What needs to be done: Transcribe, verbatim, every line from the start of the entries through the line that contains "placement, strict only"; include both boundary lines and omit all others.

Dataset excerpts

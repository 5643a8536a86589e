//! Phone validation — lenient on formatting, strict on digit count.
//!
//! Accepts `+7XXXXXXXXXX`, `8XXXXXXXXXX`, `7XXXXXXXXXX` (11 digits total)
//! but not 10-digit national numbers without the country/trunk digit.

/// Validate a free-form phone string.
pub fn validate(raw: &str) -> bool {
    normalize(raw).is_some()
}

/// Validate and normalize a free-form phone string.
///
/// Whitespace, hyphens and parentheses are stripped first. A `+`-prefixed
/// input must then be exactly `+` followed by 11 digits. Anything else is
/// accepted iff discarding every remaining non-digit leaves exactly 11
/// digits — deliberately permissive about clutter placement, strict only
/// on digit count.
pub fn normalize(raw: &str) -> Option<String> {
    let cleaned: String = raw
        .chars()
        .filter(|c| !c.is_whitespace() && !matches!(c, '-' | '(' | ')'))
        .collect();

    if let Some(rest) = cleaned.strip_prefix('+') {
        (rest.len() == 11 && rest.chars().all(|c| c.is_ascii_digit())).then_some(cleaned)
    } else {
        let digits: String = cleaned.chars().filter(char::is_ascii_digit).collect();
        (digits.len() == 11).then_some(digits)
    }
}

#[cfg(test)]
mod tests {
    use super::*;

    #[test]
    fn accepts_international_form() {
        assert!(validate("+79161234567"));
    }

    #[test]
    fn accepts_trunk_prefix_forms() {
        assert!(validate("89161234567"));
        assert!(validate("79161234567"));
    }

    #[test]
    fn rejects_ten_digit_national_number() {
        assert!(!validate("9161234567"));
    }

    #[test]
    fn cleaning_removes_separators() {
        assert!(validate("+7 (916) 123-45-67"));
        assert_eq!(normalize("+7 (916) 123-45-67").as_deref(), Some("+79161234567"));
    }

    #[test]
    fn rejects_non_numeric_input() {
        assert!(!validate("abc"));
        assert!(!validate(""));
    }

    #[test]
    fn plus_form_must_be_digits_only() {
        assert!(!validate("+7916a123456"));
        assert!(!validate("+791612345678"), "12 digits after +");
        assert!(!validate("+7916123456"), "10 digits after +");
    }

    #[test]
    fn bare_form_keeps_only_digits() {
        assert_eq!(normalize("8 (916) 123-45-67").as_deref(), Some("89161234567"));
    }

    // Documented edge case: clutter with implausible placement still passes
    // as long as exactly 11 digits remain.
    #[test]
    fn permissive_on_interior_clutter() {
        assert!(validate("8abc916x1234567"));
        assert_eq!(normalize("8abc916x1234567").as_deref(), Some("89161234567"));
    }
}
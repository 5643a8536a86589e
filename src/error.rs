//! Error types for leadbot.

/// Top-level error type for the bot.
#[derive(Debug, thiserror::Error)]
pub enum Error {
    #[error("Configuration error: {0}")]
    Config(#[from] ConfigError),

    #[error("Channel error: {0}")]
    Channel(#[from] ChannelError),

    #[error("Dispatch error: {0}")]
    Dispatch(#[from] DispatchError),
}

/// Configuration-related errors. All of these are fatal at startup.
#[derive(Debug, thiserror::Error)]
pub enum ConfigError {
    #[error("Missing required environment variable: {0}")]
    MissingEnvVar(String),

    #[error("Invalid configuration value for {key}: {message}")]
    InvalidValue { key: String, message: String },
}

/// Transport-related errors.
#[derive(Debug, thiserror::Error)]
pub enum ChannelError {
    #[error("Transport failed to start: {reason}")]
    StartupFailed { reason: String },

    #[error("Failed to send message: {reason}")]
    SendFailed { reason: String },

    #[error("HTTP error: {0}")]
    Http(String),
}

/// Lead notification errors. Logged, never surfaced to the end user.
#[derive(Debug, thiserror::Error)]
pub enum DispatchError {
    #[error("Failed to deliver lead notification: {0}")]
    Notify(#[from] ChannelError),
}

/// Result type alias for the bot.
pub type Result<T> = std::result::Result<T, Error>;
//! Event loop — pulls updates, runs the state machine, performs effects.

use std::sync::Arc;

use futures::StreamExt;

use crate::channels::{ChatId, Incoming, Transport};
use crate::conversation::controller::{Controller, Effect};
use crate::conversation::session::SessionStore;
use crate::error::{ChannelError, Result};
use crate::lead::LeadDispatcher;

/// Owns the conversation core and drives it from the transport's event
/// stream. Updates are processed in arrival order; the transport already
/// serializes each user's events.
pub struct Runner {
    controller: Controller,
    store: SessionStore,
    transport: Arc<dyn Transport>,
    dispatcher: LeadDispatcher,
}

impl Runner {
    pub fn new(controller: Controller, transport: Arc<dyn Transport>) -> Self {
        Self {
            controller,
            store: SessionStore::new(),
            dispatcher: LeadDispatcher::new(Arc::clone(&transport)),
            transport,
        }
    }

    /// Run until the update stream ends.
    pub async fn run(&self) -> Result<()> {
        let mut events = self.transport.start().await.map_err(crate::error::Error::Channel)?;
        while let Some(incoming) = events.next().await {
            self.process(incoming).await;
        }
        Ok(())
    }

    /// Handle one update. Outbound sends are fire-and-forget: failures are
    /// logged and never roll back state the user already saw.
    pub async fn process(&self, incoming: Incoming) {
        let user_id = incoming.user.id;
        let prior = self.store.get(user_id).await;
        let outcome = self.controller.handle(prior, &incoming);

        match outcome.session {
            Some(session) => self.store.put(session).await,
            None => {
                self.store.remove(user_id).await;
            }
        }

        for effect in outcome.effects {
            if let Err(e) = self.perform(incoming.chat, effect).await {
                tracing::warn!(user_id, error = %e, "failed to deliver prompt");
            }
        }

        if let Some(lead) = outcome.lead {
            // At-most-once: the user already saw completion, so a delivery
            // failure is logged and the lead is not retried.
            if let Err(e) = self.dispatcher.dispatch(&lead).await {
                tracing::error!(user_id, error = %e, "lead notification failed");
            }
        }
    }

    async fn perform(&self, chat: ChatId, effect: Effect) -> std::result::Result<(), ChannelError> {
        match effect {
            Effect::ShowCategories { text } => {
                self.transport
                    .show_categories(chat, &text, self.controller.catalog())
                    .await
            }
            Effect::ShowText { text, markup } => {
                self.transport.show_text(chat, &text, markup).await
            }
            Effect::ShowPhonePrompt { text } => {
                self.transport.show_phone_prompt(chat, &text).await
            }
            Effect::ClearReplyControls { text } => {
                self.transport.clear_reply_controls(chat, &text).await
            }
        }
    }
}
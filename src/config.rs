//! Configuration types.

use secrecy::SecretString;

use crate::error::ConfigError;

/// Bot configuration, read from the environment at startup.
#[derive(Debug)]
pub struct BotConfig {
    /// Telegram Bot API token.
    pub bot_token: SecretString,
    /// Chat that receives lead notifications.
    pub admin_chat_id: i64,
    /// Log file name (console output is always on).
    pub log_file: String,
}

impl BotConfig {
    /// Read configuration from the environment.
    ///
    /// `BOT_TOKEN` and `ADMIN_CHAT_ID` are required; missing either is a
    /// startup failure, not something the bot runs degraded without.
    pub fn from_env() -> Result<Self, ConfigError> {
        Self::from_vars(
            std::env::var("BOT_TOKEN").ok(),
            std::env::var("ADMIN_CHAT_ID").ok(),
            std::env::var("LEADBOT_LOG").ok(),
        )
    }

    fn from_vars(
        bot_token: Option<String>,
        admin_chat_id: Option<String>,
        log_file: Option<String>,
    ) -> Result<Self, ConfigError> {
        let bot_token = require("BOT_TOKEN", bot_token)?;
        let admin_raw = require("ADMIN_CHAT_ID", admin_chat_id)?;
        let admin_chat_id =
            admin_raw
                .trim()
                .parse::<i64>()
                .map_err(|_| ConfigError::InvalidValue {
                    key: "ADMIN_CHAT_ID".to_string(),
                    message: format!("expected a numeric chat id, got {admin_raw:?}"),
                })?;

        Ok(Self {
            bot_token: SecretString::from(bot_token),
            admin_chat_id,
            log_file: log_file.unwrap_or_else(|| "bot.log".to_string()),
        })
    }
}

/// An unset or empty variable counts as missing.
fn require(key: &str, value: Option<String>) -> Result<String, ConfigError> {
    value
        .filter(|v| !v.trim().is_empty())
        .ok_or_else(|| ConfigError::MissingEnvVar(key.to_string()))
}
//! leadbot — lead-capture Telegram bot core.

pub mod catalog;
pub mod channels;
pub mod config;
pub mod conversation;
pub mod error;
pub mod lead;
pub mod phone;
pub mod runner;
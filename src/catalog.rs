//! Service catalog — the fixed set of directions a lead can choose from.

/// One catalog entry. The label is what the user sees on the button; the
/// code is the opaque selection key stored in the session.
#[derive(Debug, Clone, PartialEq, Eq)]
pub struct Category {
    pub label: String,
    pub code: String,
}

impl Category {
    pub fn new(label: impl Into<String>, code: impl Into<String>) -> Self {
        Self {
            label: label.into(),
            code: code.into(),
        }
    }
}

/// Ordered, immutable catalog configured at process start. Codes are unique
/// within the catalog; duplicates panic in debug builds.
#[derive(Debug, Clone)]
pub struct Catalog {
    entries: Vec<Category>,
}

impl Catalog {
    pub fn new(entries: Vec<Category>) -> Self {
        #[cfg(debug_assertions)]
        {
            let mut seen = std::collections::HashSet::new();
            for category in &entries {
                debug_assert!(
                    seen.insert(category.code.as_str()),
                    "duplicate catalog code: {}",
                    category.code
                );
            }
        }
        Self { entries }
    }

    /// Look up an entry by its selection code.
    pub fn get(&self, code: &str) -> Option<&Category> {
        self.entries.iter().find(|c| c.code == code)
    }

    pub fn contains(&self, code: &str) -> bool {
        self.get(code).is_some()
    }

    /// All entries, in display order.
    pub fn entries(&self) -> &[Category] {
        &self.entries
    }
}

impl Default for Catalog {
    /// The Academy's current set of directions.
    fn default() -> Self {
        Self::new(vec![
            Category::new("🎓 ВУЗ", "ВУЗ"),
            Category::new("📚 Колледж", "Колледж"),
            Category::new("🏛 Академия", "Академия"),
        ])
    }
}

Answer area:
repository 5643a8536a86589e
//! Phone validation — lenient on formatting, strict on digit count.
//!
//! Accepts `+7XXXXXXXXXX`, `8XXXXXXXXXX`, `7XXXXXXXXXX` (11 digits total)
//! but not 10-digit national numbers without the country/trunk digit.

/// Validate a free-form phone string.
pub fn validate(raw: &str) -> bool {
    normalize(raw).is_some()
}

/// Validate and normalize a free-form phone string.
///
/// Whitespace, hyphens and parentheses are stripped first. A `+`-prefixed
/// input must then be exactly `+` followed by 11 digits. Anything else is
/// accepted iff discarding every remaining non-digit leaves exactly 11
/// digits — deliberately permissive about clutter placement, strict only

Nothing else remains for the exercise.